I’m an admin for a Polyamorous group on Facebook, yet due to my demeanour and the fact that I tend to keep my private life out of other people’s faces unless I trust a person enough to share parts of it with them, I often get assumed to be monogamous by most folks because I “seem so normal” in a lot of ways. People can pick that I’m somewhat different, but are never sure what it is and I usually come across as within the acceptable parameters of weird. I know some of the reasons for this, but I’m not going into them here.

Part of this weirdness is that I can feel a lot of affection for people. Compassion as well.  These things come easily for me, but they don’t rely on any actual relationship beyond a simple recognition of similarity or circumstance. Despite these things, I don’t trust easily. I have an instinctive distrust of (most) people. This surprises a lot of my closest friends, because I’ve usually trusted them implicitly very quickly and it’s not until they see me around others and start to see how I tend to shut the hell up and just listen that they start to realise just how deep my distrust goes. If I somehow magically open up to a person and admit that I trust a person before knowing them for years, there’s often (not universally, but often,) a secret terror that I’m giving someone the weapons to destroy me emotionally. There’s a certain irony there, as this is one of the primary reasons why I’m polyamorous.

Confused?

Okay, I know for a fact that I’m not the only one that has these trust issues. Having these issues means I’m painfully aware of others and I want to be worthy of the trust that these people put in me for some inexplicable reason. That requires honesty.

For me, the beginning of this honesty is being able to say that I can’t be all things to anyone, and it seems like hypocrisy to try to demand that somebody else do that for me, especially since I know that it’s impossible. It also feels cruel to me to lie to someone and try to act like these things when I’m just naturally, well, not. If I’m diverting energy into trying to be something I’m not, I’m also stealing it away from the things that I CAN be to that person and frankly, that does everybody a disservice.

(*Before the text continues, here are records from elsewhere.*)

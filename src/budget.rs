//! Hard token-budget enforcement for chat-style message sequences.
//!
//! Guarantees a message list never exceeds
//! `context_window - completion_budget - safety_margin` estimated tokens,
//! even for pathological inputs, and never returns an empty list. This is
//! the outbound backpressure for bounded-context remote APIs, the way the
//! VRAM ledger is backpressure for local compute.
//!
//! Token estimation uses a 4-characters-per-token heuristic by default; an
//! exact tokenizer can be plugged in via [`fit_to_budget_with`].

use serde::{Deserialize, Serialize};

/// Heuristic characters-per-token ratio used by [`estimate_tokens`].
pub const CHARS_PER_TOKEN: usize = 4;

/// Extra tokens removed beyond the measured overflow when shrinking the
/// most recent user message, so small estimation errors do not force a
/// second pass.
const SHRINK_SLACK_TOKENS: usize = 16;

/// Replacement body for collapsed system/assistant messages.
const COLLAPSED_STUB: &str = "[context trimmed]";

/// Message author role.
#[derive(Debug, Clone, Copy, PartialEq, Eq, Serialize, Deserialize)]
#[serde(rename_all = "snake_case")]
pub enum Role {
    /// System instructions.
    System,
    /// End-user turn.
    User,
    /// Model output from an earlier turn.
    Assistant,
}

/// One (role, content) pair in a chat sequence.
#[derive(Debug, Clone, PartialEq, Eq, Serialize, Deserialize)]
pub struct ChatMessage {
    /// Author role.
    pub role: Role,
    /// Message text.
    pub content: String,
}

impl ChatMessage {
    /// Construct a message with an explicit role.
    pub fn new(role: Role, content: impl Into<String>) -> Self {
        Self {
            role,
            content: content.into(),
        }
    }

    /// Shorthand for a system message.
    pub fn system(content: impl Into<String>) -> Self {
        Self::new(Role::System, content)
    }

    /// Shorthand for a user message.
    pub fn user(content: impl Into<String>) -> Self {
        Self::new(Role::User, content)
    }

    /// Shorthand for an assistant message.
    pub fn assistant(content: impl Into<String>) -> Self {
        Self::new(Role::Assistant, content)
    }
}

/// Pluggable token estimator: text in, estimated token count out.
pub type TokenEstimator = fn(&str) -> usize;

/// Estimate the token count of `text` with the character heuristic,
/// rounding up. The empty string estimates to zero.
pub fn estimate_tokens(text: &str) -> usize {
    text.chars().count().div_ceil(CHARS_PER_TOKEN)
}

/// Sum of per-message estimates for a sequence.
pub fn estimate_messages(messages: &[ChatMessage], estimator: TokenEstimator) -> usize {
    messages.iter().map(|m| estimator(&m.content)).sum()
}

/// Fit `messages` under the hard budget using the default heuristic
/// estimator. See [`fit_to_budget_with`].
pub fn fit_to_budget(
    messages: Vec<ChatMessage>,
    context_window: usize,
    completion_budget: usize,
    safety_margin: usize,
) -> Vec<ChatMessage> {
    fit_to_budget_with(
        messages,
        context_window,
        completion_budget,
        safety_margin,
        estimate_tokens,
    )
}

/// Fit `messages` so their estimated token count never exceeds
/// `context_window - completion_budget - safety_margin`.
///
/// Reduction stages, applied in order until the sequence fits:
/// 1. No-op when already under budget.
/// 2. Shrink the most recent user message by the overflow plus slack.
/// 3. Collapse system/assistant messages, oldest first, to a minimal stub
///    (order and the final message are preserved).
/// 4. Final guard: a single synthetic user message holding a budget-sized
///    stub of the last user turn.
///
/// The returned list is never empty.
pub fn fit_to_budget_with(
    mut messages: Vec<ChatMessage>,
    context_window: usize,
    completion_budget: usize,
    safety_margin: usize,
    estimator: TokenEstimator,
) -> Vec<ChatMessage> {
    let budget = context_window.saturating_sub(completion_budget + safety_margin);

    if messages.is_empty() {
        return vec![ChatMessage::user(String::new())];
    }
    if estimate_messages(&messages, estimator) <= budget {
        return messages;
    }

    // Stage 2: shrink the most recent user message.
    if let Some(idx) = messages.iter().rposition(|m| m.role == Role::User) {
        let total = estimate_messages(&messages, estimator);
        let overflow = total.saturating_sub(budget) + SHRINK_SLACK_TOKENS;
        let current = estimator(&messages[idx].content);
        let target_tokens = current.saturating_sub(overflow);
        messages[idx].content = head_chars(&messages[idx].content, target_tokens * CHARS_PER_TOKEN);
        tracing::debug!(
            index = idx,
            removed_tokens = overflow.min(current),
            "shrank most recent user message to fit context budget"
        );
    }

    // Stage 3: collapse older system/assistant turns, oldest first. The
    // final message is always left alone.
    let last = messages.len() - 1;
    for idx in 0..last {
        if estimate_messages(&messages, estimator) <= budget {
            break;
        }
        if messages[idx].role != Role::User && messages[idx].content != COLLAPSED_STUB {
            messages[idx].content = COLLAPSED_STUB.to_string();
        }
    }

    if estimate_messages(&messages, estimator) <= budget {
        return messages;
    }

    // Stage 4: final guard. Everything collapses into one synthetic user
    // message carrying a budget-sized stub of the last user turn.
    let source = messages
        .iter()
        .rev()
        .find(|m| m.role == Role::User)
        .or_else(|| messages.last())
        .map(|m| m.content.clone())
        .unwrap_or_default();
    let stub = head_chars(&source, budget * CHARS_PER_TOKEN);
    tracing::warn!(
        budget_tokens = budget,
        "message sequence collapsed to a single synthetic turn"
    );
    vec![ChatMessage::user(stub)]
}

/// Keep the first `max_chars` characters of `s` (never splits a UTF-8
/// sequence — the budget is counted in characters).
fn head_chars(s: &str, max_chars: usize) -> String {
    s.chars().take(max_chars).collect()
}
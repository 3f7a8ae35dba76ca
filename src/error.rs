use std::path::PathBuf;
use thiserror::Error;

#[derive(Debug, Error)]
pub enum AppError {
    #[error(
        "attempting to write all file matches to a single file; did you mean to provide a directory?"
    )]
    AmbiguousOutput,

    #[error("invalid option: {0}")]
    InvalidOption(String),

    #[error("failed to create output directory {}: {source}", path.display())]
    OutputDir {
        path: PathBuf,
        #[source]
        source: std::io::Error,
    },

    #[error("config error: {0}")]
    Config(String),

    #[error("failed to parse config: {0}")]
    ConfigParse(#[from] toml::de::Error),

    #[error("failed to serialize config: {0}")]
    ConfigWrite(#[from] toml::ser::Error),

    #[error("failed to start ffmpeg: {0}")]
    Spawn(String),

    #[error("ffmpeg failed: {0}")]
    Tool(String),

    #[error("cancelled")]
    Cancelled,

    /// Distinct per-job failures, already sorted.
    #[error("{}", .0.join("\n"))]
    Batch(Vec<String>),
}
//! Splitting speed multipliers into chains ffmpeg's `atempo` accepts.
//!
//! `atempo` only takes factors in `[0.5, 2.0]`, so larger or smaller changes
//! are expressed as several filters whose product is the requested speed.
//! See <https://trac.ffmpeg.org/wiki/How%20to%20speed%20up%20/%20slow%20down%20a%20video>

const MAX_TEMPO: f64 = 2.0;
const MIN_TEMPO: f64 = 0.5;

/// Decompose `speed` (> 0) into native tempo factors.
pub fn decompose(speed: f64) -> Vec<f64> {
    if speed > MAX_TEMPO {
        speed_up(speed)
    } else if speed < MIN_TEMPO {
        slow_down(speed)
    } else {
        vec![speed]
    }
}

fn speed_up(mut speed: f64) -> Vec<f64> {
    let mut steps = Vec::new();
    while speed > MAX_TEMPO {
        speed /= MAX_TEMPO;
        steps.push(MAX_TEMPO);
    }
    steps.push(speed);
    steps
}

fn slow_down(mut speed: f64) -> Vec<f64> {
    let mut steps = Vec::new();
    while speed < MIN_TEMPO {
        speed /= MIN_TEMPO;
        steps.push(MIN_TEMPO);
    }
    steps.push(speed);
    steps
}
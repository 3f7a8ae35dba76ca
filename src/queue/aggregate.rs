use crate::error::AppError;
use std::collections::BTreeSet;
use tokio::sync::mpsc::Receiver;
use tokio_util::sync::CancellationToken;
use tracing::info;

/// Distinct failure messages collected from a batch
#[derive(Debug, Default)]
pub struct ErrorAggregator {
    failures: BTreeSet<String>,
}

impl ErrorAggregator {
    pub fn record(&mut self, result: Result<(), AppError>) {
        if let Err(e) = result {
            self.failures.insert(e.to_string());
        }
    }

    pub fn len(&self) -> usize {
        self.failures.len()
    }

    pub fn is_empty(&self) -> bool {
        self.failures.is_empty()
    }

    /// `Ok` when nothing failed, otherwise one error listing every message in order
    pub fn into_result(self) -> Result<(), AppError> {
        if self.is_empty() {
            return Ok(());
        }
        Err(AppError::Batch(self.failures.into_iter().collect()))
    }
}

/// Drain job results until every sender is gone or `cancel` fires.
///
/// Cancellation wins over completeness: whatever was collected so far is returned.
pub async fn collect(
    mut results: Receiver<Result<(), AppError>>,
    cancel: &CancellationToken,
) -> Result<(), AppError> {
    let mut aggregator = ErrorAggregator::default();
    loop {
        tokio::select! {
            biased;
            _ = cancel.cancelled() => {
                info!("Batch cancelled with {} failure(s) collected", aggregator.len());
                break;
            }
            result = results.recv() => match result {
                Some(result) => aggregator.record(result),
                None => break,
            },
        }
    }
    aggregator.into_result()
}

I want to know that I’m with a person because we’ve both seen the other properly and made that choice to be with each other on levels that we both choose and without expectations that none of the parties involved signed up for.

Another big part of this honesty is being able to honestly say “Yes, I feel this way about this person or these people” and having the freedom to explore that. To be able to open myself up to those feelings and instincts, rather than pretend that they’re not there, is a form of freedom that I won’t give up, nor is it a freedom that I will deny anyone else. I’ve dedicated myself to exploration of myself and the human condition and this is a huge part of that exploration.

Another important aspect for me is the pack; the family of my choosing. That collection of relationships, whether these relationships are those of friends, partners, lovers or other connections. I need to be able explore these connections and relationships wholly and honestly, with others able to do the same with the people within their lives. This is what I’m trying to forge in my life and what I hope to help others forge in theirs. These connections, with these innate freedoms.

Honesty. Freedom. Exploration. Connection.

These are the things that I feel rule my life and are the ideals I uphold. I don’t believe for a second that I can claim to live these things within the confines of monogamy as I understand it. This post is not a judgement on monogamy, but a recognition that it is not for me. I’m going to sign out here, but in the spirit of honesty, I’m going to do so using my actual name instead of my handle.

Phillip St Clair Martin,
Signing Out.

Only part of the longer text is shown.